It is hard to believe that we are approaching the end of this project!  We anticipate reaching our target of 60,000-volumes worth of space created in Olin Library by the end of January, 2013.  Here’s what we’ve been doing this fall:

1. Consultants:  We had two subject specialists come in to review books for possible withdrawal.  Jeff Kaimowitz completed his review of Greek and Roman classical studies books in the storage collection in the basement of the Science Library.  Many of these have not yet been added to the library’s online catalog and so were not considered in Round 2 of the project.   Jeff has flagged books that might be withdrawn; these will be available for faculty review early in the spring semester.

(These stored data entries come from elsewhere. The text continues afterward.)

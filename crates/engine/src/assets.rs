//! Asset primitives.
//!
//! An `Asset` is a container of value (bank account, cash, e-wallet). Its
//! stored state is only the starting balance; every later balance is
//! reconstructed from the transaction ledger.

use sea_orm::{ActiveValue, entity::prelude::*};
use serde::{Deserialize, Serialize};
use uuid::Uuid;

use crate::{EngineError, util::normalize_name_key};

#[derive(Clone, Debug, PartialEq, Serialize, Deserialize)]
pub struct Asset {
    pub id: Uuid,
    pub name: String,
    pub icon: String,
    pub starting_balance: f64,
}

impl Asset {
    pub fn new(name: String, icon: String, starting_balance: f64) -> Self {
        Self {
            id: Uuid::new_v4(),
            name,
            icon,
            starting_balance,
        }
    }
}

#[derive(Clone, Debug, PartialEq, DeriveEntityModel)]
#[sea_orm(table_name = "assets")]
pub struct Model {
    #[sea_orm(primary_key, auto_increment = false)]
    pub id: String,
    pub name: String,
    pub name_norm: String,
    pub icon: String,
    pub starting_balance: f64,
}

#[derive(Copy, Clone, Debug, EnumIter, DeriveRelation)]
pub enum Relation {
    #[sea_orm(has_many = "super::income_expenses::Entity")]
    IncomeExpenses,
}

impl Related<super::income_expenses::Entity> for Entity {
    fn to() -> RelationDef {
        Relation::IncomeExpenses.def()
    }
}

impl ActiveModelBehavior for ActiveModel {}

impl TryFrom<&Asset> for ActiveModel {
    type Error = EngineError;

    fn try_from(asset: &Asset) -> Result<Self, Self::Error> {
        Ok(Self {
            id: ActiveValue::Set(asset.id.to_string()),
            name: ActiveValue::Set(asset.name.clone()),
            name_norm: ActiveValue::Set(normalize_name_key(&asset.name)?),
            icon: ActiveValue::Set(asset.icon.clone()),
            starting_balance: ActiveValue::Set(asset.starting_balance),
        })
    }
}

impl TryFrom<Model> for Asset {
    type Error = EngineError;

    fn try_from(model: Model) -> Result<Self, Self::Error> {
        Ok(Self {
            id: Uuid::parse_str(&model.id)
                .map_err(|_| EngineError::KeyNotFound("asset not exists".to_string()))?,
            name: model.name,
            icon: model.icon,
            starting_balance: model.starting_balance,
        })
    }
}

Ellen Embardo reviewed withdrawal in English and American literature that were marked ‘Keep an edition’ by faculty in Round 2.  Works we hold in only one edition were retained, and Ellen reviewed works for which we hold multiple editions to identify possible withdrawal candidates.  Alec McLane and Sally Grucan, Wesleyan librarians who select English and American literature, will next review the candidates selected by Ellen.

2. Print journal volumes:  We have re-considered two large journal sets for withdrawal: The Nation and The Economist.  We now provide access to the electronic version of these journals through a stable, reliable online vendor.

3. PAC storage: In the basement of the Public Affairs Center there is a room that used to hold storage collections.  The library cleared out this space several years ago after installing compact shelving in the basement of the Science Library; we have now refurbished the space to hold little used sets with call numbers from AG – AP93 (paper indexes, old general reference works, etc.).   These will be moved to PAC storage in January.

4. Duplicates:  Librarians responsible for selecting in certain subject areas have been reviewing books for which we have two or more copies to determine which additional copies can be withdrawn.  This has proven more time-consuming than we anticipated, and so we have not identified as many copies to withdraw as we had hoped to do.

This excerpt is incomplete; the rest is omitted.